The new curate, a meek-looking individual, had arrived, and passing the corner of a street where a group of colliers had assembled, one of them asked:

"Bill, who's yon mon staring about him like a lost cat?"

"Nay, I doan't know," replied the other, "a stranger belike."

"Stranger, is he?" responded the first, "then hey've a hauve brick at 'im!"

The same, accosting one of his flock resting on a gate, and wishing to make himself agreeable, tried to open a conversation with the remark:

"A fine morning, my friend," was pulled up with the reply:

"Did aw say it war'nt? – dun yo' want to hargue?"

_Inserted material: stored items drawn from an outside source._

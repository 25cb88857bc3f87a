use std::collections::HashMap;
use std::fs;
use std::path::Path;

use anyhow::{Context as _, Result};
use colored::Colorize;
use pettravel_client::models::{
    CreateTravelPlanRequest, PlanFilter, PlanRequirement, ProofUpload, RequirementFilter,
    UpdatePlanRequirementRequest, UpdateTravelPlanRequest,
};
use pettravel_client::planning::{
    RequirementUrgency, days_until_departure, requirement_due_date, today, validate_travel_dates,
};
use serde_json::{Value, json};
use time::Date;

use super::{Context, check};
use crate::cli::{OutputFormat, PlanFields, PlanUpdateFields, PlansCommands};
use crate::output::{Column, print_data, print_success};

const PLAN_COLUMNS: &[Column] = &[
    ("ID", "id"),
    ("Name", "name"),
    ("Pet", "pet_name"),
    ("From", "origin_country_name"),
    ("To", "destination_country_name"),
    ("Departure", "departure_date"),
    ("Return", "return_date"),
    ("Status", "status"),
];

const REQUIREMENT_COLUMNS: &[Column] = &[
    ("Req", "requirement_id"),
    ("Description", "description"),
    ("Status", "status"),
    ("Due", "due_date"),
    ("Urgency", "urgency"),
    ("Proof", "has_proof"),
];

pub async fn run(ctx: &Context, command: PlansCommands) -> Result<()> {
    match command {
        PlansCommands::List { status, upcoming } => {
            let filter = PlanFilter {
                status,
                upcoming: upcoming.then_some(true),
            };
            let plans = ctx.client.travel_plans(filter).await?;
            print_data(&plans, ctx.format, PLAN_COLUMNS)
        }
        PlansCommands::Get { id } => {
            let plan = ctx.client.travel_plan(id).await?;
            print_data(&plan, ctx.format, PLAN_COLUMNS)?;
            if ctx.format == OutputFormat::Table {
                let days = days_until_departure(plan.departure_date, today());
                if days >= 0 {
                    println!("{} {days} day(s)", "Departure in".cyan());
                }
            }
            Ok(())
        }
        PlansCommands::Create(fields) => create(ctx, fields).await,
        PlansCommands::Update { id, fields } => {
            let plan = ctx
                .client
                .update_travel_plan(id, &update_request(fields))
                .await?;
            print_success(&format!("Updated plan {}", plan.name.cyan()));
            print_data(&plan, ctx.format, PLAN_COLUMNS)
        }
        PlansCommands::Delete { id } => {
            ctx.client.delete_travel_plan(id).await?;
            print_success(&format!("Deleted plan {id}"));
            Ok(())
        }
        PlansCommands::Requirements { id } => requirements(ctx, id).await,
        PlansCommands::UpdateRequirement {
            plan_id,
            requirement_id,
            status,
            notes,
            completed_on,
        } => {
            let request = UpdatePlanRequirementRequest {
                requirement_id,
                status,
                notes,
                completion_date: completed_on,
            };
            let updated = ctx
                .client
                .update_plan_requirement(plan_id, &request)
                .await?;
            print_success(&format!(
                "Requirement {requirement_id} is now {}",
                updated.status.as_str().cyan()
            ));
            Ok(())
        }
        PlansCommands::UploadProof {
            plan_id,
            requirement_id,
            file,
            content_type,
        } => {
            let bytes =
                fs::read(&file).with_context(|| format!("Failed to read {}", file.display()))?;
            let file_name = file
                .file_name()
                .and_then(|n| n.to_str())
                .unwrap_or("proof")
                .to_string();
            let upload = ProofUpload {
                requirement_id,
                content_type: content_type.unwrap_or_else(|| guess_content_type(&file).to_string()),
                file_name,
                bytes,
            };
            ctx.client.upload_requirement_proof(plan_id, upload).await?;
            print_success(&format!(
                "Uploaded proof for requirement {requirement_id} of plan {plan_id}"
            ));
            Ok(())
        }
    }
}

async fn create(ctx: &Context, fields: PlanFields) -> Result<()> {
    check(validate_travel_dates(fields.departure, fields.return_date, today()))?;
    let request = CreateTravelPlanRequest {
        name: fields.name.trim().to_string(),
        pet: fields.pet,
        origin_country: fields.from,
        destination_country: fields.to,
        departure_date: fields.departure,
        return_date: fields.return_date,
        notes: fields.notes,
    };
    let plan = ctx.client.create_travel_plan(&request).await?;
    print_success(&format!("Created plan {} (id {})", plan.name.cyan(), plan.id));
    print_data(&plan, ctx.format, PLAN_COLUMNS)
}

fn update_request(fields: PlanUpdateFields) -> UpdateTravelPlanRequest {
    UpdateTravelPlanRequest {
        name: fields.name,
        pet: fields.pet,
        origin_country: fields.from,
        destination_country: fields.to,
        departure_date: fields.departure,
        return_date: fields.return_date,
        status: fields.status,
        notes: fields.notes,
    }
}

async fn requirements(ctx: &Context, plan_id: u64) -> Result<()> {
    let items = ctx.client.plan_requirements(plan_id).await?;
    if ctx.format != OutputFormat::Table {
        return print_data(&items, ctx.format, REQUIREMENT_COLUMNS);
    }

    // Due dates come from the catalogue's validity windows.
    let plan = ctx.client.travel_plan(plan_id).await?;
    let catalogue = ctx
        .client
        .requirements(RequirementFilter {
            country: Some(plan.destination_country),
            ..Default::default()
        })
        .await?;
    let windows: HashMap<u64, u32> = catalogue
        .iter()
        .map(|r| (r.id, r.validity_period))
        .collect();

    let today = today();
    let rows: Vec<Value> = items
        .iter()
        .map(|item| {
            let due = windows
                .get(&item.requirement_id)
                .and_then(|days| requirement_due_date(plan.departure_date, *days));
            requirement_row(item, due, today)
        })
        .collect();
    print_data(&rows, ctx.format, REQUIREMENT_COLUMNS)
}

fn requirement_row(item: &PlanRequirement, due: Option<Date>, today: Date) -> Value {
    json!({
        "requirement_id": item.requirement_id,
        "description": item.description,
        "status": item.status.as_str(),
        "due_date": due.map(|d| d.to_string()),
        "urgency": RequirementUrgency::of(item, due, today).as_str(),
        "has_proof": if item.has_proof { "yes" } else { "no" },
    })
}

fn guess_content_type(path: &Path) -> &'static str {
    let ext = path
        .extension()
        .and_then(|e| e.to_str())
        .map(str::to_ascii_lowercase);
    match ext.as_deref() {
        Some("pdf") => "application/pdf",
        Some("png") => "image/png",
        Some("jpg" | "jpeg") => "image/jpeg",
        _ => "application/octet-stream",
    }
}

It is surprising how a person of regular habits feels the lack of any little comforts and companionships to which he has been accustomed. A Lancashire collier had lost a favourite dog by death, that, on Saturday afternoons or Sundays, he had been in the habit of taking with him for a stroll. An acquaintance sitting on a gate saw the bereaved collier coming along the road trundling a wheelbarrow.

"What's up wi' thee, Bob – what ar' t' doin' wi' th' wheelbarrow, and on good Sunday too?"

"Well, thae sees," replied Bob, "aw've lost mi dog, an' a fellow feels gradely lonesome bout company, so aw've brought mi wheelbarrow out for a bit of a ramble."